Gradual distraction using the Ilizarov frame is believed to metabolically activate tissue growth (histogenesis) by the law of tension stress . This could allow the surrounding soft tissue to be more conducive to healing in the setting of chronic patellar tendon ruptures which are usually riddled with scar tissue.
One of the main predictors of successful reconstruction is the time between the initial injury and definitive fixation [3, 5, 7, 11]. In the case above, the 12 years between the initial injury and surgical fixation likely led to this patient’s extensive scar tissue formation and severe osteoporosis. Another important factor in recovery is adherence to a rehabilitation protocol focused on ROM exercises and quadriceps strengthening [6, 7]. Our patient’s status as a prisoner limited his ability to complete appropriate follow-up and physical therapy. In addition to the lack of therapy, we believe that the likely lack of movement contributed to the graft becoming stiff and weakening thus contributing to this patient’s subsequent graft failure. Some of the correction obtained initially was lost during the course of the treatment after the Ilizarov frame was removed; making the treatment by the external fixator is “partial success” rather than full correction of the deformity.
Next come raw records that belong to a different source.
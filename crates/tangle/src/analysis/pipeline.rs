//! Full module-level pipeline: discover, resolve, build graphs, score.

use std::path::{Path, PathBuf};

use indexmap::{IndexMap, IndexSet};
use log::warn;
use serde::Serialize;
use thiserror::Error;

use crate::{
    config::Config,
    discovery::{DiscoveryError, discover_modules, locate_package_root},
    graph::{DepGraph, ModuleId, NameArena},
    metrics::MetricsSnapshot,
    resolver::{ResolvedImports, resolve_imports},
};

#[derive(Debug, Error)]
pub enum AnalysisError {
    #[error(transparent)]
    Discovery(#[from] DiscoveryError),
}

/// One discovered module with its source size.
#[derive(Debug, Clone, Serialize)]
pub struct ModuleInfo {
    pub name: String,
    pub path: PathBuf,
    pub lines: usize,
}

/// A lazy import occurrence whose target resolved to an internal module.
#[derive(Debug, Clone, PartialEq, Eq, Serialize)]
pub struct LazyImportRecord {
    /// Module containing the import.
    pub module: String,
    /// Internal target module.
    pub target: String,
    /// Function whose body contains the import.
    pub function: String,
    pub line: usize,
}

/// Result of one module-level analysis run over a package.
#[derive(Debug)]
pub struct PackageAnalysis {
    pub package: String,
    pub root: PathBuf,
    pub modules: Vec<ModuleInfo>,
    pub arena: NameArena<ModuleId>,
    /// Graph built from module-scope imports only.
    pub static_graph: DepGraph<ModuleId>,
    /// Graph built from all imports, lazy included.
    pub runtime_graph: DepGraph<ModuleId>,
    pub static_cycles: Vec<Vec<ModuleId>>,
    pub runtime_cycles: Vec<Vec<ModuleId>>,
    pub static_snapshot: MetricsSnapshot,
    /// Headline snapshot, computed on the runtime graph.
    pub snapshot: MetricsSnapshot,
    /// Lazy occurrences filtered to internal targets.
    pub lazy_imports: Vec<LazyImportRecord>,
    /// External import roots seen anywhere in the package.
    pub stdlib_imports: IndexSet<String>,
    pub third_party_imports: IndexSet<String>,
}

impl PackageAnalysis {
    /// Render interned cycles as module-name sequences.
    pub fn cycle_names(&self, cycles: &[Vec<ModuleId>]) -> Vec<Vec<String>> {
        cycles
            .iter()
            .map(|cycle| {
                cycle
                    .iter()
                    .map(|&id| self.arena.name(id).to_string())
                    .collect()
            })
            .collect()
    }
}

/// Run the module-level pipeline against one package root.
///
/// `root` is either a filesystem path or the bare name of an installed
/// package, located via [`locate_package_root`].
pub fn analyze_package(root: &Path, config: &Config) -> Result<PackageAnalysis, AnalysisError> {
    let root = locate_package_root(root)?;
    let discovered = discover_modules(&root, config)?;
    let package = root
        .file_name()
        .and_then(|n| n.to_str())
        .unwrap_or("package")
        .to_string();

    let mut modules: Vec<ModuleInfo> = Vec::with_capacity(discovered.len());
    let mut resolved: IndexMap<String, ResolvedImports> = IndexMap::with_capacity(discovered.len());
    let mut stdlib_imports = IndexSet::new();
    let mut third_party_imports = IndexSet::new();

    for (name, path) in &discovered {
        let relative = path.strip_prefix(&root).unwrap_or(path);
        let (lines, imports) = match std::fs::read_to_string(path) {
            Ok(source) => (
                source.lines().count(),
                resolve_imports(&source, relative, &package),
            ),
            Err(err) => {
                warn!("failed to read {}: {err}", path.display());
                (0, ResolvedImports::default())
            }
        };
        stdlib_imports.extend(imports.stdlib.iter().cloned());
        third_party_imports.extend(imports.third_party.iter().cloned());
        modules.push(ModuleInfo {
            name: name.clone(),
            path: path.clone(),
            lines,
        });
        resolved.insert(name.clone(), imports);
    }

    let arena: NameArena<ModuleId> = NameArena::from_names(discovered.keys().cloned());
    let mut static_graph = DepGraph::with_nodes(arena.ids());
    let mut runtime_graph = DepGraph::with_nodes(arena.ids());
    let mut lazy_imports: Vec<LazyImportRecord> = Vec::new();

    for (name, imports) in &resolved {
        let Some(source_id) = arena.get(name) else {
            continue;
        };
        for target in &imports.top_level {
            if let Some(target_id) = arena.get(target) {
                static_graph.add_edge(source_id, target_id);
                runtime_graph.add_edge(source_id, target_id);
            }
        }
        for target in &imports.lazy {
            if let Some(target_id) = arena.get(target) {
                runtime_graph.add_edge(source_id, target_id);
            }
        }
        for occurrence in &imports.lazy_occurrences {
            if arena.get(&occurrence.target).is_some() && occurrence.target != *name {
                lazy_imports.push(LazyImportRecord {
                    module: name.clone(),
                    target: occurrence.target.clone(),
                    function: occurrence.function.clone(),
                    line: occurrence.line,
                });
            }
        }
    }

    let total_lines: usize = modules.iter().map(|m| m.lines).sum();
    let static_cycles = static_graph.find_cycles();
    let runtime_cycles = runtime_graph.find_cycles();
    let static_snapshot = MetricsSnapshot::compute(&static_graph, &static_cycles, total_lines);
    let snapshot = MetricsSnapshot::compute(&runtime_graph, &runtime_cycles, total_lines);

    Ok(PackageAnalysis {
        package,
        root,
        modules,
        arena,
        static_graph,
        runtime_graph,
        static_cycles,
        runtime_cycles,
        static_snapshot,
        snapshot,
        lazy_imports,
        stdlib_imports,
        third_party_imports,
    })
}
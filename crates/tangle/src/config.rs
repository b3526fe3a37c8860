//! Analysis configuration.

use std::path::Path;

use anyhow::{Context, Result};
use indexmap::IndexSet;
use serde::Deserialize;

/// Directory names pruned during module discovery.
pub const DEFAULT_EXCLUDED_DIRS: &[&str] = &[
    "__pycache__",
    ".git",
    ".hg",
    ".mypy_cache",
    ".pytest_cache",
    ".ruff_cache",
    ".tox",
    ".venv",
    "venv",
    "env",
    ".eggs",
    "build",
    "dist",
    "node_modules",
    "site-packages",
    "tests",
    "test",
    "testing",
    "vendor",
    "_vendor",
    "vendored",
];

#[derive(Debug, Clone, Deserialize)]
#[serde(default)]
pub struct Config {
    /// Directory names skipped by the discovery walk.
    pub exclude_dirs: IndexSet<String>,
    /// How many top cycle participants the refactor advisor simulates.
    pub advisor_candidates: usize,
}

impl Default for Config {
    fn default() -> Self {
        Self {
            exclude_dirs: DEFAULT_EXCLUDED_DIRS
                .iter()
                .map(|s| (*s).to_string())
                .collect(),
            advisor_candidates: 5,
        }
    }
}

impl Config {
    /// Load configuration from a TOML file.
    pub fn load(path: &Path) -> Result<Self> {
        let raw = std::fs::read_to_string(path)
            .with_context(|| format!("failed to read config file {}", path.display()))?;
        let config: Self = toml::from_str(&raw)
            .with_context(|| format!("failed to parse config file {}", path.display()))?;
        Ok(config)
    }
}

#[cfg(test)]
mod tests {
    use super::*;

    #[test]
    fn default_excludes_cover_cache_dirs() {
        let config = Config::default();
        assert!(config.exclude_dirs.contains("__pycache__"));
        assert!(config.exclude_dirs.contains("tests"));
        assert_eq!(config.advisor_candidates, 5);
    }

    #[test]
    fn load_merges_partial_toml_with_defaults() {
        let dir = tempfile::tempdir().expect("tempdir");
        let path = dir.path().join("tangle.toml");
        std::fs::write(&path, "advisor_candidates = 2\n").expect("write config");
        let config = Config::load(&path).expect("load config");
        assert_eq!(config.advisor_candidates, 2);
        assert!(config.exclude_dirs.contains("__pycache__"));
    }
}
It is a possibility that a longer time in the Ilizarov fixator was needed to avoid this partial recurrence. At present, there are no clear guidelines for the length of time a patient should be in the frame for this rare pathology [10, 11, 13].
Chronic patella alta and patellar tendon rupture are a rare injury with no agreed-on treatment. This case demonstrated that an Ilizarov frame can be used to reduce the patella to anatomic position before reconstructive surgery. The Ilizarov fixator allows stretching of the extensive scar tissues without having to cut through the quadriceps muscle. The extended period of patella alta makes any reconstruction method subjected to high failure rate or inability to reach full correction. Complication of immobilization (DVT and PE) is a risk with this treatment technique. The duration of the frame application is still a debatable issue, with possibly some advantages to leave the frame for longer periods in the cases with long history of patella alta.
Patients with very long history of severe patella alta are a real challenging cases. Ilizarov gradual lengthening can correct the deformity without having to do any soft-tissue release. Partial correction (rather than full correction) may occur especially with very long period of pathology and in cases with patients are not very compliant.